The movies of Hayayo Miyazaki always transport me back to a childlike sense of wonder. Pixar, ILM, and Weta Workshop always amaze me at the leaps and bounds they make in the evolution of fantasy realism.
The concept design scene in movies and games is the domain of a huge bunch of outlandishly talented and prolific people that constantly astounds me nowadays. Sites like Concept Art, Deviant Art, and Gnomon Workshop feature all the leading lights in the industry.
This is the one field derived from the modern entertainment industry that the mainstream fine art gallery scene seems to have decisively chosen to ignore for the suspected reason there is such a profound wealth of unheralded talent that, dare I say, leaves the so-called ‘fine art’ scene a lot to be desired, in terms of sheer technical and conceptual ability.

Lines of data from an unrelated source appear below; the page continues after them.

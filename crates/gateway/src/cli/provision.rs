//! `voucher issue` and `terminal add`.

use std::time::Duration as StdDuration;

use anyhow::Context;
use chrono::{Duration, Local, Utc};

use sn_domain::voucher::{generate_code, random_alphabet};
use sn_domain::{TerminalId, Voucher};
use sn_store::{BillingStore, JsonStore, TerminalRecord, VoucherRecord};

/// Attempts per voucher before giving up on finding a free code.
const MAX_CODE_ATTEMPTS: usize = 50;

/// Issue `count` vouchers worth `minutes` each, valid for `valid_days`.
///
/// Codes encode the current time to the decisecond, so consecutive codes
/// in a batch wait out the clock when they collide.
pub fn issue_vouchers(
    store: &JsonStore,
    minutes: i64,
    valid_days: i64,
    count: usize,
) -> anyhow::Result<Vec<VoucherRecord>> {
    if minutes <= 0 {
        anyhow::bail!("--minutes must be greater than 0");
    }
    if valid_days <= 0 {
        anyhow::bail!("--valid-days must be greater than 0");
    }

    let expires_at = Utc::now() + Duration::days(valid_days);
    let mut issued = Vec::with_capacity(count);

    for _ in 0..count {
        let mut attempt = 0;
        let record = loop {
            attempt += 1;
            let code = generate_code(Local::now().naive_local(), random_alphabet());
            if store.find_voucher_by_code(&code)?.is_none() {
                break store
                    .insert_voucher(&code, minutes, expires_at)
                    .with_context(|| format!("inserting voucher {code}"))?;
            }
            if attempt >= MAX_CODE_ATTEMPTS {
                anyhow::bail!("could not find a free voucher code after {attempt} attempts");
            }
            std::thread::sleep(StdDuration::from_millis(100));
        };
        issued.push(record);
    }

    Ok(issued)
}

pub fn print_vouchers(vouchers: &[VoucherRecord]) {
    println!("{:<8} {:>8}  expires", "code", "time");
    for v in vouchers {
        let label = Voucher::new(v.code.clone(), v.remaining_minutes, v.id).duration_label();
        println!(
            "{:<8} {:>8}  {}",
            v.code,
            label,
            v.expires_at.with_timezone(&Local).format("%Y-%m-%d %H:%M")
        );
    }
}

pub fn add_terminal(store: &JsonStore, id: TerminalId, host: &str, mac: &str) -> anyhow::Result<()> {
    let host: std::net::IpAddr = host
        .trim()
        .parse()
        .with_context(|| format!("--host {host} is not an IP address"))?;
    let host = host.to_canonical();
    store
        .insert_terminal(TerminalRecord {
            id,
            host_address: host.to_string(),
            mac_address: mac.trim().to_owned(),
        })
        .context("adding terminal")?;
    println!("terminal {id} -> {host}");
    Ok(())
}
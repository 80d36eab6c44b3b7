use serde_json::Value;

use sn_domain::TerminalId;

/// Requests a terminal can send.
#[derive(Debug, Clone, PartialEq, Eq)]
pub enum TerminalRequest {
    /// Sent on every (re)connect.  `maintenance` asks to resume an
    /// administrator session instead of a fresh lock screen.
    Init { maintenance: bool },
    GuestLogin { code: String },
    MemberLogin {
        username: String,
        password: String,
        voucher_code: Option<String>,
    },
    SessionStop,
    UserTopup { code: String },
    MaintenanceStart,
    MaintenanceStop,
}

/// Requests a monitor console can send.
#[derive(Debug, Clone, PartialEq, Eq)]
pub enum MonitorRequest {
    Init,
    StopSessions(Vec<TerminalId>),
    ShutdownClients(Vec<TerminalId>),
    RestartClients(Vec<TerminalId>),
}

#[derive(Debug, Clone, PartialEq, Eq, thiserror::Error)]
pub enum RequestError {
    #[error("unknown message type: {0}")]
    UnknownType(String),
    #[error("malformed {message_type} payload: {reason}")]
    BadPayload {
        message_type: String,
        reason: &'static str,
    },
}

impl TerminalRequest {
    pub fn parse(message_type: &str, payload: &Value) -> Result<Self, RequestError> {
        let bad = |reason| RequestError::BadPayload {
            message_type: message_type.to_owned(),
            reason,
        };

        match message_type {
            "init" => Ok(Self::Init {
                maintenance: payload.as_str() == Some("maintenance"),
            }),
            "guest-login" => {
                let code = payload.as_str().ok_or_else(|| bad("expected voucher code"))?;
                Ok(Self::GuestLogin {
                    code: code.trim().to_owned(),
                })
            }
            "member-login" => {
                let fields = payload
                    .as_array()
                    .ok_or_else(|| bad("expected [username, password, voucherCode]"))?;
                let field = |i: usize| fields.get(i).and_then(Value::as_str).map(str::trim);
                let username = field(0).ok_or_else(|| bad("missing username"))?;
                let password = fields
                    .get(1)
                    .and_then(Value::as_str)
                    .ok_or_else(|| bad("missing password"))?;
                let voucher_code = field(2).filter(|c| !c.is_empty()).map(str::to_owned);
                Ok(Self::MemberLogin {
                    username: username.to_owned(),
                    password: password.to_owned(),
                    voucher_code,
                })
            }
            "session-stop" => Ok(Self::SessionStop),
            "user-topup" => {
                let code = payload.as_str().ok_or_else(|| bad("expected voucher code"))?;
                Ok(Self::UserTopup {
                    code: code.trim().to_owned(),
                })
            }
            "maintenance-start" => Ok(Self::MaintenanceStart),
            "maintenance-stop" => Ok(Self::MaintenanceStop),
            other => Err(RequestError::UnknownType(other.to_owned())),
        }
    }
}

impl MonitorRequest {
    pub fn parse(message_type: &str, payload: &Value) -> Result<Self, RequestError> {
        let ids = || {
            terminal_ids(payload).ok_or_else(|| RequestError::BadPayload {
                message_type: message_type.to_owned(),
                reason: "expected a list of terminal ids",
            })
        };

        match message_type {
            "init" => Ok(Self::Init),
            "stop-sessions" => Ok(Self::StopSessions(ids()?)),
            "shutdown-clients" => Ok(Self::ShutdownClients(ids()?)),
            "restart-clients" => Ok(Self::RestartClients(ids()?)),
            other => Err(RequestError::UnknownType(other.to_owned())),
        }
    }
}

/// Terminal ids arrive as numbers, but older consoles send them as
/// numeric strings.
fn terminal_ids(payload: &Value) -> Option<Vec<TerminalId>> {
    payload
        .as_array()?
        .iter()
        .map(|v| match v {
            Value::Number(n) => n.as_u64().and_then(|n| TerminalId::try_from(n).ok()),
            Value::String(s) => s.trim().parse().ok(),
            _ => None,
        })
        .collect()
}
/// Shared error type used across all shiftnet crates.
#[derive(thiserror::Error, Debug)]
pub enum Error {
    #[error("IO: {0}")]
    Io(#[from] std::io::Error),

    #[error("JSON: {0}")]
    Json(#[from] serde_json::Error),

    #[error("config: {0}")]
    Config(String),

    #[error("store: {0}")]
    Store(String),

    #[error("not found: {0}")]
    NotFound(String),

    #[error("transaction: {0}")]
    Transaction(String),

    #[error("{0}")]
    Other(String),
}

pub type Result<T> = std::result::Result<T, Error>;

It remains an ignored, untapped, underground source of under-appreciated ability in the mainstream. But it’s good that this parallel art form that feeds into the system is appreciated and promoted by the people who create it and consume it.
What are you most proud of?
I guess after putting all the work together for my web site a couple of years ago, which I view as a finished book that’s put on the shelf after 20 years in creative industries, and seeing the volume of stuff that I’ve actually done, I fondly refer to the 2 year stint designing for the animation series ‘Animalia’ between 2006 and 2008 as being the best overall job I’ve ever had. This was an awesome culmination of all the skills I’ve learnt over the years, and for the great people I worked with.
When you were a child, what did you want to be when you grew up?
I wanted to build space ship models for Industrial Light and Magic after obsessing over the special effects in Star Wars Ep 4!